I wrote a series like this after the death of my mother. I think the form suits that weird out-of-yourself feeling of trauma or grief, when you are sleepwalking awake. You see the world in great clarity, but it is like you are completely detached.
a stranger’s nail polish
the magnifying glass
of shock
And re the recovery, things are going extremely well, not that it means I can stay out of bed all day. Hana (my daughter) has finished the plans, and they are through council, and we have signed a contract! Various grants, not to mention the amazing generosity of souls like so many of you, who gave to our GoFundMe, and other more intimate ways, and less intimate ways (Red Cross for e.g.), and the insurance, have meant we can build a lovely little house, with two small studio spaces.
It will be built to a higher bushfire rating than we are obliged to do. (Effectively, we want a bunker.) It will be off grid, powered by solar. I hope one day to augment that, if we feel we need it, with wind, because if it’s not sunny where we live, it is almost certainly windy! Going off grid, for us, is not a lot more expensive because of the cost involved with getting re-connected.
And some more super-exciting news! We may get a grant that will allow us to build two small shed studios on the slabs at the bottom. It’ll be just like old times, without the junk!

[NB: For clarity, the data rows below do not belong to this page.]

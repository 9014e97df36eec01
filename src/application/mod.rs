pub mod input;
pub mod receipt;
pub mod services;

// Re-export key types for convenience
pub use input::{parse_numeric_input, FareRequest, INVALID_NUMBERS_MESSAGE};
pub use receipt::{render_schedule, FareReceipt, ReceiptLine};
pub use services::{FareQuote, FareQuoteService};
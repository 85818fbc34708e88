//! REST API Handlers
//!
//! Exposes the provider catalog, the configured profiles and the node
//! lifecycle operations of each profile.

use crate::api::metrics::ApiMetrics;
use crate::compute::ProfileRegistry;
use crate::domain::handle::encode_handle;
use crate::domain::node::{NodeMetadata, NodeStatus};
use crate::domain::ports::NodeLifecycleStrategyRef;
use crate::domain::predicate::NodePredicate;
use crate::error::{Error, RejectionKind};
use crate::providers::{ProviderCatalog, ProviderMetadata};
use axum::{
    extract::{Json, Path, Query, State},
    http::StatusCode,
    response::{IntoResponse, Response},
    routing::{get, post},
    Router,
};
use serde::{Deserialize, Serialize};
use std::sync::Arc;
use tracing::{debug, info, warn};

// =============================================================================
// Request/Response Types
// =============================================================================

/// Node listing filters
#[derive(Debug, Clone, Default, Serialize, Deserialize)]
pub struct NodeQuery {
    #[serde(default)]
    pub status: Option<String>,
    #[serde(default)]
    pub location: Option<String>,
}

/// Configured profile
#[derive(Debug, Clone, Serialize, Deserialize)]
#[serde(rename_all = "camelCase")]
pub struct ProfileSummary {
    pub name: String,
    pub provider: String,
    pub provider_name: String,
}

/// API error response
#[derive(Debug, Clone, Serialize, Deserialize)]
#[serde(rename_all = "camelCase")]
pub struct ApiErrorResponse {
    pub error: String,
    pub message: String,
    #[serde(skip_serializing_if = "Option::is_none")]
    pub details: Option<String>,
}

/// Error returned by handlers
#[derive(Debug)]
pub struct ApiError {
    status: StatusCode,
    body: ApiErrorResponse,
}

impl ApiError {
    fn new(status: StatusCode, error: &str, message: impl Into<String>) -> Self {
        Self {
            status,
            body: ApiErrorResponse {
                error: error.into(),
                message: message.into(),
                details: None,
            },
        }
    }
}

/// HTTP status and error code for a toolkit error
pub fn status_for(error: &Error) -> (StatusCode, &'static str) {
    match error {
        Error::MalformedHandle { .. } => (StatusCode::BAD_REQUEST, "malformed_handle"),
        Error::ProviderRejected { kind, .. } => match kind {
            RejectionKind::NotFound => (StatusCode::NOT_FOUND, "not_found"),
            RejectionKind::InvalidState => (StatusCode::CONFLICT, "invalid_state"),
            RejectionKind::PermissionDenied => (StatusCode::FORBIDDEN, "permission_denied"),
            RejectionKind::Other => (StatusCode::INTERNAL_SERVER_ERROR, "provider_rejected"),
        },
        Error::Transport { .. } => (StatusCode::BAD_GATEWAY, "transport"),
        Error::UnknownProfile(_) => (StatusCode::NOT_FOUND, "unknown_profile"),
        Error::UnknownProvider(_) => (StatusCode::NOT_FOUND, "unknown_provider"),
        _ => (StatusCode::INTERNAL_SERVER_ERROR, "internal"),
    }
}

impl From<Error> for ApiError {
    fn from(error: Error) -> Self {
        let (status, code) = status_for(&error);
        if status.is_server_error() {
            warn!("Request failed: {}", error);
        }
        let mut api_error = ApiError::new(status, code, error.to_string());
        if let Error::ProviderRejected { provider, .. } | Error::Transport { provider, .. } =
            &error
        {
            api_error.body.details = Some(format!("provider: {}", provider));
        }
        api_error
    }
}

impl IntoResponse for ApiError {
    fn into_response(self) -> Response {
        (self.status, Json(self.body)).into_response()
    }
}

type ApiResult<T> = std::result::Result<T, ApiError>;

// =============================================================================
// REST Router
// =============================================================================

/// REST API router builder
pub struct RestRouter {
    registry: Arc<ProfileRegistry>,
    catalog: Arc<ProviderCatalog>,
    metrics: Arc<ApiMetrics>,
}

impl RestRouter {
    pub fn new(
        registry: Arc<ProfileRegistry>,
        catalog: Arc<ProviderCatalog>,
        metrics: Arc<ApiMetrics>,
    ) -> Self {
        Self {
            registry,
            catalog,
            metrics,
        }
    }

    /// Build the Axum router
    pub fn build(self) -> Router {
        let state = AppState {
            registry: self.registry,
            catalog: self.catalog,
            metrics: self.metrics,
        };

        Router::new()
            // Provider catalog
            .route("/v1/providers", get(list_providers))
            .route("/v1/providers/:id", get(get_provider))
            // Profiles and nodes
            .route("/v1/profiles", get(list_profiles))
            .route("/v1/profiles/:profile/nodes", get(list_nodes))
            .route(
                "/v1/profiles/:profile/nodes/:region/:node",
                get(get_node).delete(destroy_node),
            )
            .route(
                "/v1/profiles/:profile/nodes/:region/:node/:action",
                post(node_action),
            )
            // Health endpoint
            .route("/health", get(health_check))
            .with_state(state)
    }
}

/// Shared application state
#[derive(Clone)]
struct AppState {
    registry: Arc<ProfileRegistry>,
    catalog: Arc<ProviderCatalog>,
    metrics: Arc<ApiMetrics>,
}

impl AppState {
    fn strategy(&self, profile: &str) -> ApiResult<NodeLifecycleStrategyRef> {
        Ok(self.registry.strategy(profile)?)
    }
}

// =============================================================================
// Handlers
// =============================================================================

async fn list_providers(State(state): State<AppState>) -> Json<Vec<ProviderMetadata>> {
    Json(state.catalog.all().to_vec())
}

async fn get_provider(
    State(state): State<AppState>,
    Path(id): Path<String>,
) -> ApiResult<Json<ProviderMetadata>> {
    state
        .catalog
        .get(&id)
        .cloned()
        .map(Json)
        .ok_or_else(|| Error::UnknownProvider(id).into())
}

async fn list_profiles(State(state): State<AppState>) -> Json<Vec<ProfileSummary>> {
    let profiles = state
        .registry
        .profiles()
        .map(|p| ProfileSummary {
            name: p.name.clone(),
            provider: p.provider.provider_id().to_string(),
            provider_name: p.provider.metadata().name,
        })
        .collect();
    Json(profiles)
}

/// List nodes of a profile, optionally filtered by status and location
async fn list_nodes(
    State(state): State<AppState>,
    Path(profile): Path<String>,
    Query(query): Query<NodeQuery>,
) -> ApiResult<Json<Vec<NodeMetadata>>> {
    let strategy = state.strategy(&profile)?;

    let mut predicate = NodePredicate::all();
    if let Some(status) = &query.status {
        let status: NodeStatus = status
            .parse()
            .map_err(|e: String| ApiError::new(StatusCode::BAD_REQUEST, "invalid_query", e))?;
        predicate = predicate.and(NodePredicate::with_status(status));
    }
    if let Some(location) = &query.location {
        predicate = predicate.and(NodePredicate::in_location(location.as_str()));
    }

    debug!("Listing nodes of profile {} matching {:?}", profile, predicate);
    let result = strategy.list_nodes_matching(&predicate).await;
    state.metrics.record("list", &result);
    Ok(Json(result?))
}

async fn get_node(
    State(state): State<AppState>,
    Path((profile, region, node)): Path<(String, String, String)>,
) -> ApiResult<Json<NodeMetadata>> {
    let strategy = state.strategy(&profile)?;
    let handle = encode_handle(&region, &node);

    let result = strategy.get_node(&handle).await;
    state.metrics.record("get", &result);
    match result? {
        Some(node) => Ok(Json(node)),
        None => Err(ApiError::new(
            StatusCode::NOT_FOUND,
            "node_not_found",
            format!("node {} not found in profile {}", handle, profile),
        )),
    }
}

/// Run a lifecycle action and return the refreshed node
async fn node_action(
    State(state): State<AppState>,
    Path((profile, region, node, action)): Path<(String, String, String, String)>,
) -> ApiResult<Json<NodeMetadata>> {
    let strategy = state.strategy(&profile)?;
    let handle = encode_handle(&region, &node);

    let result = match action.as_str() {
        "suspend" => strategy.suspend_node(&handle).await,
        "resume" => strategy.resume_node(&handle).await,
        "start" => strategy.start_node(&handle).await,
        "stop" => strategy.stop_node(&handle).await,
        "reboot" => strategy.reboot_node(&handle).await,
        other => {
            return Err(ApiError::new(
                StatusCode::NOT_FOUND,
                "unknown_action",
                format!("unknown node action: {}", other),
            ))
        }
    };
    state.metrics.record(&action, &result);

    let node = result?;
    info!("{} {} in profile {}: now {}", action, handle, profile, node.status);
    Ok(Json(node))
}

async fn destroy_node(
    State(state): State<AppState>,
    Path((profile, region, node)): Path<(String, String, String)>,
) -> ApiResult<StatusCode> {
    let strategy = state.strategy(&profile)?;
    let handle = encode_handle(&region, &node);

    let result = strategy.destroy_node(&handle).await;
    state.metrics.record("destroy", &result);
    result?;

    info!("Destroyed {} in profile {}", handle, profile);
    Ok(StatusCode::NO_CONTENT)
}

/// Health check
async fn health_check() -> impl IntoResponse {
    (StatusCode::OK, "ok")
}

Mentally, I must tell you, it is very hard. There is just so much to think about all the time, so it is exhausting. I am on a few FaceBook groups and everyone feels the same. What we need is to hug each other. It is not the best time to need hugs. I think it is normal after any grief to be tired though. Sometimes I wonder if it isn’t the subconscious just wanting time to process. Many ordinary people are going through this as a result of all of the changes of covid, and I feel for you all.
As for us, one step at a time. Our gorgeous builder hopes to get us in by Christmas!
first mess
in a dreamed house
the detritus
of paper stars
I hug you
with the warm arms
of my words
warm arms
that wrap themselves
around distance
to draw you
into them like this,
like this.
and it is perfectly ok for me to cry into the kindness of your virtual hug. I feel it. Thank you. xxx
that, my friend, is exceptionally beautiful
It’s beautiful, Belinda, and the feelings come through. Like you, I don’t think the form always matters. I discovered your poetry at the exhibition at Lobethal soon after the fires and have looked forward to seeing your latest writing ever since. Thank goodness for the gift of words, in which we can process endings and beginnings and create a thing of beauty at the same time.
I wish you well in the building of your new home.
An
Thank you An, you’ll find a few more poems and posts under this one. For various reasons I had the poem from the exhibition pinned to the top of the blog. So a few people missed the more recent ones. Thanks for the feedback and we’ll wishes
This brought on a short crying fit here in SA as well. I’m glad of the progress you guys are making. Your having to be in bed to rest, to let the process of grief run its course. To have lost everything. Hang in there.
Thank you Petru. Today I went to a bit of scrubland like ours was, and breathed it in. Rejuvenating. ❤
🌿
Beau full integrality, no words are good enough. Love.